Task description: Working from the records beneath this line, reproduce each one exactly.
*** Data listing Section Begins ***
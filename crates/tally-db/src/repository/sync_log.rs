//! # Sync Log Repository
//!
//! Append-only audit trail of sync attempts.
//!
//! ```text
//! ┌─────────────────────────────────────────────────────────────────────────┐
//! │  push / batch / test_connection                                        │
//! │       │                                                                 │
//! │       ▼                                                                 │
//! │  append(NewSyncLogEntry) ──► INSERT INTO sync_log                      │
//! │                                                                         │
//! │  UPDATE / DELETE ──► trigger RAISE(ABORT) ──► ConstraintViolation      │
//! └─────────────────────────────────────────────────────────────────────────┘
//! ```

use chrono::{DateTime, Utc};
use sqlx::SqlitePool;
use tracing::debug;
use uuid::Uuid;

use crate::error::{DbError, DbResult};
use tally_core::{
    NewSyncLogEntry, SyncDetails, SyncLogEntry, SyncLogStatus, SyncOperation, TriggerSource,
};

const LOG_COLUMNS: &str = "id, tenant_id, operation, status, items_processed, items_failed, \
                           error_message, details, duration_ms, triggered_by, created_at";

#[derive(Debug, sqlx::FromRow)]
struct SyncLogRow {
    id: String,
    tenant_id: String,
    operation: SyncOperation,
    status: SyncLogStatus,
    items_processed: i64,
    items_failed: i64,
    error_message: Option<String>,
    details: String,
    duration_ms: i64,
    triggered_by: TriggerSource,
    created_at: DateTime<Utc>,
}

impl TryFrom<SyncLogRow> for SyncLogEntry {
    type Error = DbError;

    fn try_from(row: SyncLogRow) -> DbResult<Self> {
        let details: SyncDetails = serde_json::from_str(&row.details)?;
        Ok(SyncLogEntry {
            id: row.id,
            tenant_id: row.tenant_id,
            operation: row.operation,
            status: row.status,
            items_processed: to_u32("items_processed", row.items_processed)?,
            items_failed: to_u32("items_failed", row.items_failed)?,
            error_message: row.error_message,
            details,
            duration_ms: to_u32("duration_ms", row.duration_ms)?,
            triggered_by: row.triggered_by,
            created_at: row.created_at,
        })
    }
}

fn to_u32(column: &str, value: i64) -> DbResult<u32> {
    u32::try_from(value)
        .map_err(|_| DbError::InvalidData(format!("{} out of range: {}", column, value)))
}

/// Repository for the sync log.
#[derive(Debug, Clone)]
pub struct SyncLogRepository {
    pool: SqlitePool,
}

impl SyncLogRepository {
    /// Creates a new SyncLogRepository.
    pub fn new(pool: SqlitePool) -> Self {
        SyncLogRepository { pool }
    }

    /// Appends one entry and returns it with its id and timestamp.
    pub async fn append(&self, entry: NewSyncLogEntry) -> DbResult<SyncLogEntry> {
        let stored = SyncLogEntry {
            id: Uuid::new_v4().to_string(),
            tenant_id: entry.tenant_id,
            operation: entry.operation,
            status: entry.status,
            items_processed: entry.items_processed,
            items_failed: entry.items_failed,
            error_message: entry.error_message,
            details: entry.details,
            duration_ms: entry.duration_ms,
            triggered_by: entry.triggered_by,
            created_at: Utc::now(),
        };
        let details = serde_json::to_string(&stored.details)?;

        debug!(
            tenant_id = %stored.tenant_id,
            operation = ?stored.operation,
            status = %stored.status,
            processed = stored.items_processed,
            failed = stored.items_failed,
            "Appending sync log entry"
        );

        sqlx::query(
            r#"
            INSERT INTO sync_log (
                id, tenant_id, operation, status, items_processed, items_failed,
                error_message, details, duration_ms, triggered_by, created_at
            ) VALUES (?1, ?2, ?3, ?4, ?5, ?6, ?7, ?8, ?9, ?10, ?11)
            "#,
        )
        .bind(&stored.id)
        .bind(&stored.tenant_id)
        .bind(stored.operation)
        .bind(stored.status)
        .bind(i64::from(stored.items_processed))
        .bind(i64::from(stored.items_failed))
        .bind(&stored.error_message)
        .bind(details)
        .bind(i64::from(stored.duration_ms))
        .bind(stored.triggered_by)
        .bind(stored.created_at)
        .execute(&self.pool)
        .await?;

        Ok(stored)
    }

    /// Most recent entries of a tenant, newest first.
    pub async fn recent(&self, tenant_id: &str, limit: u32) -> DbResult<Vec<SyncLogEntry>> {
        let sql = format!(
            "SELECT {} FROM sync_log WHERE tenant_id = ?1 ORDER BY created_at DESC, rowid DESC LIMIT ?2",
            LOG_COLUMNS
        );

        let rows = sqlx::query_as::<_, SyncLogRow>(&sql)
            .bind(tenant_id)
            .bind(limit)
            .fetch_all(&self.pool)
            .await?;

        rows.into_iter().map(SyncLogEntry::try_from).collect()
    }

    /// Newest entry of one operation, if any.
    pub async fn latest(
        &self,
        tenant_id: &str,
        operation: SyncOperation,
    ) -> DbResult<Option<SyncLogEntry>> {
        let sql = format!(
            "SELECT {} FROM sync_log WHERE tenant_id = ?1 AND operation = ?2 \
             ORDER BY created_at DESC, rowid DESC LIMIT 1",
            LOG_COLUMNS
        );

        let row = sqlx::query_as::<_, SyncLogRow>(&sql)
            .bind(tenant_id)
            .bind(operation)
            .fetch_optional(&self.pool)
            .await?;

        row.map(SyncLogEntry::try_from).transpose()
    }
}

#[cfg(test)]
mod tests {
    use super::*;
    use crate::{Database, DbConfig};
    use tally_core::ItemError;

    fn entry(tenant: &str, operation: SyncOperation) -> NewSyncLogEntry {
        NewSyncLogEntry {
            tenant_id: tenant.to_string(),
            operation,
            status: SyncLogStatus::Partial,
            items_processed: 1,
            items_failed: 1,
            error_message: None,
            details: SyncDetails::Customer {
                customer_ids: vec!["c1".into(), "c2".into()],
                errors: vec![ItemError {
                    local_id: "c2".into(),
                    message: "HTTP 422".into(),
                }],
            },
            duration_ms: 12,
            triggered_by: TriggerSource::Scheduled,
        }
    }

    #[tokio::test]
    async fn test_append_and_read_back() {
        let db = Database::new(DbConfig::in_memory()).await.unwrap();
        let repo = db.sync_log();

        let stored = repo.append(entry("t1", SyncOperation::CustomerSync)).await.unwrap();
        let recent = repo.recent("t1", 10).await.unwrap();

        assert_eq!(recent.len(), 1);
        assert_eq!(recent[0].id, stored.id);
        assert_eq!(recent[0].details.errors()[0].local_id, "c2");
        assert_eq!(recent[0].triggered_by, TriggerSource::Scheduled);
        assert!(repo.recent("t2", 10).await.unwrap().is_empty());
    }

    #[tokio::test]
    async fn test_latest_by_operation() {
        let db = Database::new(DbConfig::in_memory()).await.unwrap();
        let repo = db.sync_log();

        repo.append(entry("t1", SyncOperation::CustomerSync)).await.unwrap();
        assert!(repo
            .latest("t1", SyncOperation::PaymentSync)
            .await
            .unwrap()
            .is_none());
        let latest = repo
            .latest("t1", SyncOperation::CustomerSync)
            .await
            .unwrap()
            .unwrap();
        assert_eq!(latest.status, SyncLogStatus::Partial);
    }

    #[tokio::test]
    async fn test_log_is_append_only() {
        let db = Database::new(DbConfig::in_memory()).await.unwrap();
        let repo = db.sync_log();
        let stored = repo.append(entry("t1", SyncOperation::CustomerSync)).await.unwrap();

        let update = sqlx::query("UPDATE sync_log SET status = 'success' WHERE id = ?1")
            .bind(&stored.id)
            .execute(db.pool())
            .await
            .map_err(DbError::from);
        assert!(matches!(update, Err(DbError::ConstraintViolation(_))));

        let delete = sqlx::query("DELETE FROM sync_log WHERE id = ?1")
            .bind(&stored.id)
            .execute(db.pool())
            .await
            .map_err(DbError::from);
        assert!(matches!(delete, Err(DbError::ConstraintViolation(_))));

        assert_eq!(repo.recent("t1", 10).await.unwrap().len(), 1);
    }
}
*** Data listing Section Ends ***
Answer to this task:
filename crates/tally-db/src/repository/sync_log.rs
//! # Sync Log Repository
//!
//! Append-only audit trail of sync attempts.
//!
//! ```text
//! ┌─────────────────────────────────────────────────────────────────────────┐
//! │  push / batch / test_connection                                        │
//! │       │                                                                 │
//! │       ▼                                                                 │
//! │  append(NewSyncLogEntry) ──► INSERT INTO sync_log                      │
//! │                                                                         │
//! │  UPDATE / DELETE ──► trigger RAISE(ABORT) ──► ConstraintViolation      │
//! └─────────────────────────────────────────────────────────────────────────┘
//! ```

use chrono::{DateTime, Utc};
use sqlx::SqlitePool;
use tracing::debug;
use uuid::Uuid;

use crate::error::{DbError, DbResult};
use tally_core::{
    NewSyncLogEntry, SyncDetails, SyncLogEntry, SyncLogStatus, SyncOperation, TriggerSource,
};

const LOG_COLUMNS: &str = "id, tenant_id, operation, status, items_processed, items_failed, \
                           error_message, details, duration_ms, triggered_by, created_at";

#[derive(Debug, sqlx::FromRow)]
struct SyncLogRow {
    id: String,
    tenant_id: String,
    operation: SyncOperation,
    status: SyncLogStatus,
    items_processed: i64,
    items_failed: i64,
    error_message: Option<String>,
    details: String,
    duration_ms: i64,
    triggered_by: TriggerSource,
    created_at: DateTime<Utc>,
}

impl TryFrom<SyncLogRow> for SyncLogEntry {
    type Error = DbError;

    fn try_from(row: SyncLogRow) -> DbResult<Self> {
        let details: SyncDetails = serde_json::from_str(&row.details)?;
        Ok(SyncLogEntry {
            id: row.id,
            tenant_id: row.tenant_id,
            operation: row.operation,
            status: row.status,
            items_processed: to_u32("items_processed", row.items_processed)?,
            items_failed: to_u32("items_failed", row.items_failed)?,
            error_message: row.error_message,
            details,
            duration_ms: to_u32("duration_ms", row.duration_ms)?,
            triggered_by: row.triggered_by,
            created_at: row.created_at,
        })
    }
}

fn to_u32(column: &str, value: i64) -> DbResult<u32> {
    u32::try_from(value)
        .map_err(|_| DbError::InvalidData(format!("{} out of range: {}", column, value)))
}

/// Repository for the sync log.
#[derive(Debug, Clone)]
pub struct SyncLogRepository {
    pool: SqlitePool,
}

impl SyncLogRepository {
    /// Creates a new SyncLogRepository.
    pub fn new(pool: SqlitePool) -> Self {
        SyncLogRepository { pool }
    }

    /// Appends one entry and returns it with its id and timestamp.
    pub async fn append(&self, entry: NewSyncLogEntry) -> DbResult<SyncLogEntry> {
        let stored = SyncLogEntry {
            id: Uuid::new_v4().to_string(),
            tenant_id: entry.tenant_id,
            operation: entry.operation,
            status: entry.status,
            items_processed: entry.items_processed,
            items_failed: entry.items_failed,
            error_message: entry.error_message,
            details: entry.details,
            duration_ms: entry.duration_ms,
            triggered_by: entry.triggered_by,
            created_at: Utc::now(),
        };
        let details = serde_json::to_string(&stored.details)?;

        debug!(
            tenant_id = %stored.tenant_id,
            operation = ?stored.operation,
            status = %stored.status,
            processed = stored.items_processed,
            failed = stored.items_failed,
            "Appending sync log entry"
        );

        sqlx::query(
            r#"
            INSERT INTO sync_log (
                id, tenant_id, operation, status, items_processed, items_failed,
                error_message, details, duration_ms, triggered_by, created_at
            ) VALUES (?1, ?2, ?3, ?4, ?5, ?6, ?7, ?8, ?9, ?10, ?11)
            "#,
        )
        .bind(&stored.id)
        .bind(&stored.tenant_id)
        .bind(stored.operation)
        .bind(stored.status)
        .bind(i64::from(stored.items_processed))
        .bind(i64::from(stored.items_failed))
        .bind(&stored.error_message)
        .bind(details)
        .bind(i64::from(stored.duration_ms))
        .bind(stored.triggered_by)
        .bind(stored.created_at)
        .execute(&self.pool)
        .await?;

        Ok(stored)
    }

    /// Most recent entries of a tenant, newest first.
    pub async fn recent(&self, tenant_id: &str, limit: u32) -> DbResult<Vec<SyncLogEntry>> {
        let sql = format!(
            "SELECT {} FROM sync_log WHERE tenant_id = ?1 ORDER BY created_at DESC, rowid DESC LIMIT ?2",
            LOG_COLUMNS
        );

        let rows = sqlx::query_as::<_, SyncLogRow>(&sql)
            .bind(tenant_id)
            .bind(limit)
            .fetch_all(&self.pool)
            .await?;

        rows.into_iter().map(SyncLogEntry::try_from).collect()
    }

    /// Newest entry of one operation, if any.
    pub async fn latest(
        &self,
        tenant_id: &str,
        operation: SyncOperation,
    ) -> DbResult<Option<SyncLogEntry>> {
        let sql = format!(
            "SELECT {} FROM sync_log WHERE tenant_id = ?1 AND operation = ?2 \
             ORDER BY created_at DESC, rowid DESC LIMIT 1",
            LOG_COLUMNS
        );

        let row = sqlx::query_as::<_, SyncLogRow>(&sql)
            .bind(tenant_id)
            .bind(operation)
            .fetch_optional(&self.pool)
            .await?;

        row.map(SyncLogEntry::try_from).transpose()
    }
}

#[cfg(test)]
mod tests {
    use super::*;
    use crate::{Database, DbConfig};
    use tally_core::ItemError;

    fn entry(tenant: &str, operation: SyncOperation) -> NewSyncLogEntry {
        NewSyncLogEntry {
            tenant_id: tenant.to_string(),
            operation,
            status: SyncLogStatus::Partial,
            items_processed: 1,
            items_failed: 1,
            error_message: None,
            details: SyncDetails::Customer {
                customer_ids: vec!["c1".into(), "c2".into()],
                errors: vec![ItemError {
                    local_id: "c2".into(),
                    message: "HTTP 422".into(),
                }],
            },
            duration_ms: 12,
            triggered_by: TriggerSource::Scheduled,
        }
    }

    #[tokio::test]
    async fn test_append_and_read_back() {
        let db = Database::new(DbConfig::in_memory()).await.unwrap();
        let repo = db.sync_log();

        let stored = repo.append(entry("t1", SyncOperation::CustomerSync)).await.unwrap();
        let recent = repo.recent("t1", 10).await.unwrap();

        assert_eq!(recent.len(), 1);
        assert_eq!(recent[0].id, stored.id);
        assert_eq!(recent[0].details.errors()[0].local_id, "c2");
        assert_eq!(recent[0].triggered_by, TriggerSource::Scheduled);
        assert!(repo.recent("t2", 10).await.unwrap().is_empty());
    }

    #[tokio::test]
    async fn test_latest_by_operation() {
        let db = Database::new(DbConfig::in_memory()).await.unwrap();
        let repo = db.sync_log();

        repo.append(entry("t1", SyncOperation::CustomerSync)).await.unwrap();
        assert!(repo
            .latest("t1", SyncOperation::PaymentSync)
            .await
            .unwrap()
            .is_none());
        let latest = repo
            .latest("t1", SyncOperation::CustomerSync)
            .await
            .unwrap()
            .unwrap();
        assert_eq!(latest.status, SyncLogStatus::Partial);
    }

    #[tokio::test]
    async fn test_log_is_append_only() {
        let db = Database::new(DbConfig::in_memory()).await.unwrap();
        let repo = db.sync_log();
        let stored = repo.append(entry("t1", SyncOperation::CustomerSync)).await.unwrap();

        let update = sqlx::query("UPDATE sync_log SET status = 'success' WHERE id = ?1")
            .bind(&stored.id)
            .execute(db.pool())
            .await
            .map_err(DbError::from);
        assert!(matches!(update, Err(DbError::ConstraintViolation(_))));

        let delete = sqlx::query("DELETE FROM sync_log WHERE id = ?1")
            .bind(&stored.id)
            .execute(db.pool())
            .await
            .map_err(DbError::from);
        assert!(matches!(delete, Err(DbError::ConstraintViolation(_))));

        assert_eq!(repo.recent("t1", 10).await.unwrap().len(), 1);
    }
}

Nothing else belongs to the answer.